What this task involves >>
For the word "derive", return each line of the data in which it occurs.

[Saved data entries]
<<<<

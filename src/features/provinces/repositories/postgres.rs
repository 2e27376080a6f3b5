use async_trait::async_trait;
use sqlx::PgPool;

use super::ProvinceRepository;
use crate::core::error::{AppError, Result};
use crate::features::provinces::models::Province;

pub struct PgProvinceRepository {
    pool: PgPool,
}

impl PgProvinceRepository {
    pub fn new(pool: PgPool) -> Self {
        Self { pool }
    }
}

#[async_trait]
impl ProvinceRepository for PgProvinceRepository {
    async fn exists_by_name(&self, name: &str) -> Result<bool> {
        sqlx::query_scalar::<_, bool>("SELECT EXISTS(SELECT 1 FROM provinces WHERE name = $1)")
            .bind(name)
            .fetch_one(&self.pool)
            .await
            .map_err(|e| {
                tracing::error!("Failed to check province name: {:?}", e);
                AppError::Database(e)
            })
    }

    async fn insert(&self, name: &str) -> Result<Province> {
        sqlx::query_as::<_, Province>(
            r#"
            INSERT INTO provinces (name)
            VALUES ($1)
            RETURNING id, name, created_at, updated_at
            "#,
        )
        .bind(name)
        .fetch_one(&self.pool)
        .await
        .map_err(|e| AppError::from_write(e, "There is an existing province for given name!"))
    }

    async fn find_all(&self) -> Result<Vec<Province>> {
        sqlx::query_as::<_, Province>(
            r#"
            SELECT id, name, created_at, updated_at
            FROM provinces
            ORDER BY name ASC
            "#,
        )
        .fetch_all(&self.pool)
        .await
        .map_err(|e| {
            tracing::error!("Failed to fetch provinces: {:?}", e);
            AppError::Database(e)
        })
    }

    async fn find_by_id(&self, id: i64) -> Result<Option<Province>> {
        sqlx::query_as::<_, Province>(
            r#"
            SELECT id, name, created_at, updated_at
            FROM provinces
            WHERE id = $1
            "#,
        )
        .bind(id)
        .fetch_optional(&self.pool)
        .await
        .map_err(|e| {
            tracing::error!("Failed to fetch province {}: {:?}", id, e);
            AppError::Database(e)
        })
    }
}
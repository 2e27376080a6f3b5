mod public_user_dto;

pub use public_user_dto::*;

>>>>
<<<<

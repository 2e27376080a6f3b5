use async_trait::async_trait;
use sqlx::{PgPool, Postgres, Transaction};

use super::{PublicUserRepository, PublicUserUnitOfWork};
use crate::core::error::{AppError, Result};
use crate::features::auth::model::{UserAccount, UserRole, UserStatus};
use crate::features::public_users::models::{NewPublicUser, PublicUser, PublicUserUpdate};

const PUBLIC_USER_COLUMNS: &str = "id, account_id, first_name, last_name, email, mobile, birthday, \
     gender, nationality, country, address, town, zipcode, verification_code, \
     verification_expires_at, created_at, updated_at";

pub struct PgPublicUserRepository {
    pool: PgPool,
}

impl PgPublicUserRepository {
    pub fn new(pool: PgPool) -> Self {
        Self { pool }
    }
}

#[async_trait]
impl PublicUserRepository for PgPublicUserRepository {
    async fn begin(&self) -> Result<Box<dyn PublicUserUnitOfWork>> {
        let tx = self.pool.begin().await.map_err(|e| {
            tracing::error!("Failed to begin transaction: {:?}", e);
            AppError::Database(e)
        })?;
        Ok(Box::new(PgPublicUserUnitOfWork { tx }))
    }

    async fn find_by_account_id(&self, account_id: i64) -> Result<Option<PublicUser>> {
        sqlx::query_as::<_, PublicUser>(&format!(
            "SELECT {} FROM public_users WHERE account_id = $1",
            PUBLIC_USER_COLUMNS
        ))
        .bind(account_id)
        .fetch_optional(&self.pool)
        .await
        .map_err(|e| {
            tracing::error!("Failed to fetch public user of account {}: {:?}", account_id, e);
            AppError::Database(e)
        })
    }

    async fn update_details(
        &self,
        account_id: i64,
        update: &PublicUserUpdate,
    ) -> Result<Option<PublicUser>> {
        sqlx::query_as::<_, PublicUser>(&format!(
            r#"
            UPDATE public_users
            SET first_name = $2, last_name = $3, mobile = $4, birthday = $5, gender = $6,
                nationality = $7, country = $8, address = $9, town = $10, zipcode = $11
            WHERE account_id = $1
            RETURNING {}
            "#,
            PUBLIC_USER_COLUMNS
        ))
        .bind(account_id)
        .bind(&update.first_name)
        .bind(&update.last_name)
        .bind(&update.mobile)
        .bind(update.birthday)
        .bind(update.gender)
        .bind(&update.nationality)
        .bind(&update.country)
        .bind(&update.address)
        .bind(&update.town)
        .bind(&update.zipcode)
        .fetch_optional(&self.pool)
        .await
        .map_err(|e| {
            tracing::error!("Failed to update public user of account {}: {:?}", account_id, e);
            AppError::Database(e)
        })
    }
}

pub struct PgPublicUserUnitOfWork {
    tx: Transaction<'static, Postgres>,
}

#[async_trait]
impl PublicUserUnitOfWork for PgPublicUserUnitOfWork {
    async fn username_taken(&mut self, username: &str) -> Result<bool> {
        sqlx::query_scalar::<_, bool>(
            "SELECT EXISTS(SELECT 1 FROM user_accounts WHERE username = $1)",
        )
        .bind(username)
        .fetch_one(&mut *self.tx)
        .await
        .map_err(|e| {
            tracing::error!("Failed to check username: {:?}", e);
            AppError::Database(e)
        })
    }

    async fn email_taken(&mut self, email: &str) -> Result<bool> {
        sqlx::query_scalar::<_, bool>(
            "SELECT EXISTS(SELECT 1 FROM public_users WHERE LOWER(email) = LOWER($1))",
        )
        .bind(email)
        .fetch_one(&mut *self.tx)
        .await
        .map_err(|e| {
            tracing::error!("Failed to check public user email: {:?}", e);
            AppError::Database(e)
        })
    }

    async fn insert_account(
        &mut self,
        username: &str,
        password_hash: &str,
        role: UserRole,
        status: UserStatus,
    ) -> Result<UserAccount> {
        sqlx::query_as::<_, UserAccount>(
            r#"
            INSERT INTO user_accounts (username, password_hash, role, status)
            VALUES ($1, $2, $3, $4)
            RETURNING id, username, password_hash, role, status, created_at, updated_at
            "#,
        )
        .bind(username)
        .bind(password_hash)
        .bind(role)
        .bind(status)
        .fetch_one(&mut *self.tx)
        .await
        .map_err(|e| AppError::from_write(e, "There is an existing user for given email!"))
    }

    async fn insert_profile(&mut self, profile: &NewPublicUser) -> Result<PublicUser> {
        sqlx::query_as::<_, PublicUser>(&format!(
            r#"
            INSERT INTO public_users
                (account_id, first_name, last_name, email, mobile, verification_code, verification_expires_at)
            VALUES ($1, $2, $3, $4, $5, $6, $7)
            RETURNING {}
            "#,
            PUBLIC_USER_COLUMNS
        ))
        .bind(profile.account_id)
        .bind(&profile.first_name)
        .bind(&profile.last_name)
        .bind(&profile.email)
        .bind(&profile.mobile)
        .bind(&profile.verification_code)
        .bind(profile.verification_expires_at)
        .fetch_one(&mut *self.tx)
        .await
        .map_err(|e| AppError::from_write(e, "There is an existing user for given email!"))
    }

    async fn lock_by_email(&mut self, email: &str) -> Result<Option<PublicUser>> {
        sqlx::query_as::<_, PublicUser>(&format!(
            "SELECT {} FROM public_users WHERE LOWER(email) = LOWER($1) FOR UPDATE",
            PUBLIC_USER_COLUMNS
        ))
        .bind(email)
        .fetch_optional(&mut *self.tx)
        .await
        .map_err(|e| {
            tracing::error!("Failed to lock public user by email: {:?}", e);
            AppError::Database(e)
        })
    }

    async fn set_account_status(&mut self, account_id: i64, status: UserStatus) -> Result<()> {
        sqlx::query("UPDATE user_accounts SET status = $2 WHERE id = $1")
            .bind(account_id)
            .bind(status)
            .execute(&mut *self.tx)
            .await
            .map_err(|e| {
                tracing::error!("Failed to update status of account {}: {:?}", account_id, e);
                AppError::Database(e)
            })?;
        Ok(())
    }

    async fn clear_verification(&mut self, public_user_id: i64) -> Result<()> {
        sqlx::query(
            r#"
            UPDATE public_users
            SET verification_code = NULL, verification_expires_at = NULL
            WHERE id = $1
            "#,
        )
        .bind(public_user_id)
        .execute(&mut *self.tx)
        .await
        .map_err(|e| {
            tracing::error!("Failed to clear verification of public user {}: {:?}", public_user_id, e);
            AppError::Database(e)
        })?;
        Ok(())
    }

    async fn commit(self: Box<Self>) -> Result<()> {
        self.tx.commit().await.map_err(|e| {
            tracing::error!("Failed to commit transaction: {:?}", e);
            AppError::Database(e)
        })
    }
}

>>>>
<<<<

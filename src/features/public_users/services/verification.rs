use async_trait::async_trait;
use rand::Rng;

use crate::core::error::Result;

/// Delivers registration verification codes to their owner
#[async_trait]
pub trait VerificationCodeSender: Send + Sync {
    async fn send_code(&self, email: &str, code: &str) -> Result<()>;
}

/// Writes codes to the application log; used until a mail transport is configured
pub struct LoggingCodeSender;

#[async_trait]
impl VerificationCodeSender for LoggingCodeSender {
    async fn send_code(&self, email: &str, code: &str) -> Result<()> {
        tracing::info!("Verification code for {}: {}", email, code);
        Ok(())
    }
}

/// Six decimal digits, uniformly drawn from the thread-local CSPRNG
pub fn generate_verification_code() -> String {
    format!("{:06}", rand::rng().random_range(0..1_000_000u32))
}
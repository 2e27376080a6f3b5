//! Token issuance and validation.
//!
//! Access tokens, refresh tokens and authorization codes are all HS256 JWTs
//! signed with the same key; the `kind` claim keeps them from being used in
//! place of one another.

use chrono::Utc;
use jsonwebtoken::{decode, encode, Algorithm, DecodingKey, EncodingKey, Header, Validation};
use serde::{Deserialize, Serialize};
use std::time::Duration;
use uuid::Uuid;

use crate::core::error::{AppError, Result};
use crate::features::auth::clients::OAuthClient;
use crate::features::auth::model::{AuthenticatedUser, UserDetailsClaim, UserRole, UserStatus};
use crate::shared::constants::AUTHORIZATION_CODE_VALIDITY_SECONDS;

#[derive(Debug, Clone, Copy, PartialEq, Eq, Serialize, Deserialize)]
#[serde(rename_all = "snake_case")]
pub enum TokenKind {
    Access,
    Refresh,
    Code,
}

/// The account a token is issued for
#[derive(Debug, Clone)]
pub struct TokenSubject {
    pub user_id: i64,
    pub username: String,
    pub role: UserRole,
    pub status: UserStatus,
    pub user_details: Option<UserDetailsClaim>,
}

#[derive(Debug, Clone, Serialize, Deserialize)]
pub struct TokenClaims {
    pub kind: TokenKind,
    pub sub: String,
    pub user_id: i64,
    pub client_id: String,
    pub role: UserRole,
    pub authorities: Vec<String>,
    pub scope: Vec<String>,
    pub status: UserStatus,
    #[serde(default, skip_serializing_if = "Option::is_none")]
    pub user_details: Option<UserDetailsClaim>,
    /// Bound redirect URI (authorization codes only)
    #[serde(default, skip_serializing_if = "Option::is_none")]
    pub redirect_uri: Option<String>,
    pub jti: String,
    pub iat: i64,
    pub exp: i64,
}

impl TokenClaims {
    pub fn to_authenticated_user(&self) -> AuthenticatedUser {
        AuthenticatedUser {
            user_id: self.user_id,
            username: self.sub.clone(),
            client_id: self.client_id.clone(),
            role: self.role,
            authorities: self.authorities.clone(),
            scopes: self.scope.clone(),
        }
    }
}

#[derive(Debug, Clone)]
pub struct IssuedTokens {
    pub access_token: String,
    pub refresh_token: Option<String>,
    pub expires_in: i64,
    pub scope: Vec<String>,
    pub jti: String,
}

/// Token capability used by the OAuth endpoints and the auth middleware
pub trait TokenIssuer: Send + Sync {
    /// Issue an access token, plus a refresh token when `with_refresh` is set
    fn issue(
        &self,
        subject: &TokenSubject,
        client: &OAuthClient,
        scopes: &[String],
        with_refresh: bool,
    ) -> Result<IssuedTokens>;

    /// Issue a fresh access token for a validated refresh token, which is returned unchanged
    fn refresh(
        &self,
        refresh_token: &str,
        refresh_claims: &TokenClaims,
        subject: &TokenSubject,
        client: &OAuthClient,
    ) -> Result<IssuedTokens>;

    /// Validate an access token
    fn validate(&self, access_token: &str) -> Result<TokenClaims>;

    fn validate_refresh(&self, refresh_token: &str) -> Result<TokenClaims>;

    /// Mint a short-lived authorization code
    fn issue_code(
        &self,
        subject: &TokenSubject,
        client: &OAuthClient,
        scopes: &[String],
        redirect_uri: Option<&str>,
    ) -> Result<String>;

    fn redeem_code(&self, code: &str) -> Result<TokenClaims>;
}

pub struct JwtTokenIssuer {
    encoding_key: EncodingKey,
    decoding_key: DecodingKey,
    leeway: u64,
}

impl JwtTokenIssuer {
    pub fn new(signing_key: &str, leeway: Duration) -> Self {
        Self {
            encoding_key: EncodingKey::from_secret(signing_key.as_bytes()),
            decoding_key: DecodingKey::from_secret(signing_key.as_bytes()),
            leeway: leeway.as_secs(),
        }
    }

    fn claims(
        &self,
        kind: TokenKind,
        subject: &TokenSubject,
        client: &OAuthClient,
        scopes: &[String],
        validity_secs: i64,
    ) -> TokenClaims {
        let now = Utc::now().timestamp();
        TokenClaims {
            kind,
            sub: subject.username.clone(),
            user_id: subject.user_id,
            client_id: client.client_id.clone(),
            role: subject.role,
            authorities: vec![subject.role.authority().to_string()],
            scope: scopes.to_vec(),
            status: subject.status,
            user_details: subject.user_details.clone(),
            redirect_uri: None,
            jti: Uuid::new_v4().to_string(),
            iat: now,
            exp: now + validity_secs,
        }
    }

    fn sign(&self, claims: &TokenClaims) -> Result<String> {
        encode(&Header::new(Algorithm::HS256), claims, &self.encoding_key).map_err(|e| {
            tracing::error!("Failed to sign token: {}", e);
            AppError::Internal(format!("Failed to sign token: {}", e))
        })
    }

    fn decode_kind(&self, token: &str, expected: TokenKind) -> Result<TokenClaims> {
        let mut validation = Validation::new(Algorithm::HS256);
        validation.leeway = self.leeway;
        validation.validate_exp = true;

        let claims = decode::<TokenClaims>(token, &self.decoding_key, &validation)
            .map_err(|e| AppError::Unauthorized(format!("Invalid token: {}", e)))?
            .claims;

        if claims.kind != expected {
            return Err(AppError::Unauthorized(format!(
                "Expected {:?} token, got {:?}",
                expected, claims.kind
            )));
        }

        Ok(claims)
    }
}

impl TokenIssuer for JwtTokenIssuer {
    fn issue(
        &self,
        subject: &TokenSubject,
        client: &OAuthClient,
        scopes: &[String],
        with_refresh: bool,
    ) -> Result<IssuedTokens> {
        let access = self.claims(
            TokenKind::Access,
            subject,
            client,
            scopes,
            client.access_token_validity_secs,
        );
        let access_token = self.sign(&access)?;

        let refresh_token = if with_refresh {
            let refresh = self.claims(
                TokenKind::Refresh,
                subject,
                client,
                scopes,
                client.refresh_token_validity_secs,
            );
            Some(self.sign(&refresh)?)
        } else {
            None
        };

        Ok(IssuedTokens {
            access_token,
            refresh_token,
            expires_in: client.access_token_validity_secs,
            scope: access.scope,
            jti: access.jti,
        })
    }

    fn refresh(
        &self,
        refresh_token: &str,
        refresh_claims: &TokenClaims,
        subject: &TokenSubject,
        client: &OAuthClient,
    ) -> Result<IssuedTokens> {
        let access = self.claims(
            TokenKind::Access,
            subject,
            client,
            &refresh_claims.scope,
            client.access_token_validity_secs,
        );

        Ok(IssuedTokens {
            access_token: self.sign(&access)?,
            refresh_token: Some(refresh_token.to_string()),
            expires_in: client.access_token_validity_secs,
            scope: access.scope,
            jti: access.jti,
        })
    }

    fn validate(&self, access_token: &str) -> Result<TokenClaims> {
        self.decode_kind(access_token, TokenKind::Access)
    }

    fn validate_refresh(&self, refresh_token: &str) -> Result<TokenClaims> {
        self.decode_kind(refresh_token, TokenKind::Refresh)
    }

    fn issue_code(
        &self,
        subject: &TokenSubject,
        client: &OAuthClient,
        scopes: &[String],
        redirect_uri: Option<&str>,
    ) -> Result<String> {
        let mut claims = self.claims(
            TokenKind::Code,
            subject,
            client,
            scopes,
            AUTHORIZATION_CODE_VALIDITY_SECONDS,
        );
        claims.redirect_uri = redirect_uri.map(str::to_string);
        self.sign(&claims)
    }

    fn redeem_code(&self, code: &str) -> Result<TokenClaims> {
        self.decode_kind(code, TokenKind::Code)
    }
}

>>>>

Answer to the problem >>
#[derive(Debug, Clone, Copy, PartialEq, Eq, Serialize, Deserialize)]
#[derive(Debug, Clone)]
#[derive(Debug, Clone, Serialize, Deserialize)]
#[derive(Debug, Clone)]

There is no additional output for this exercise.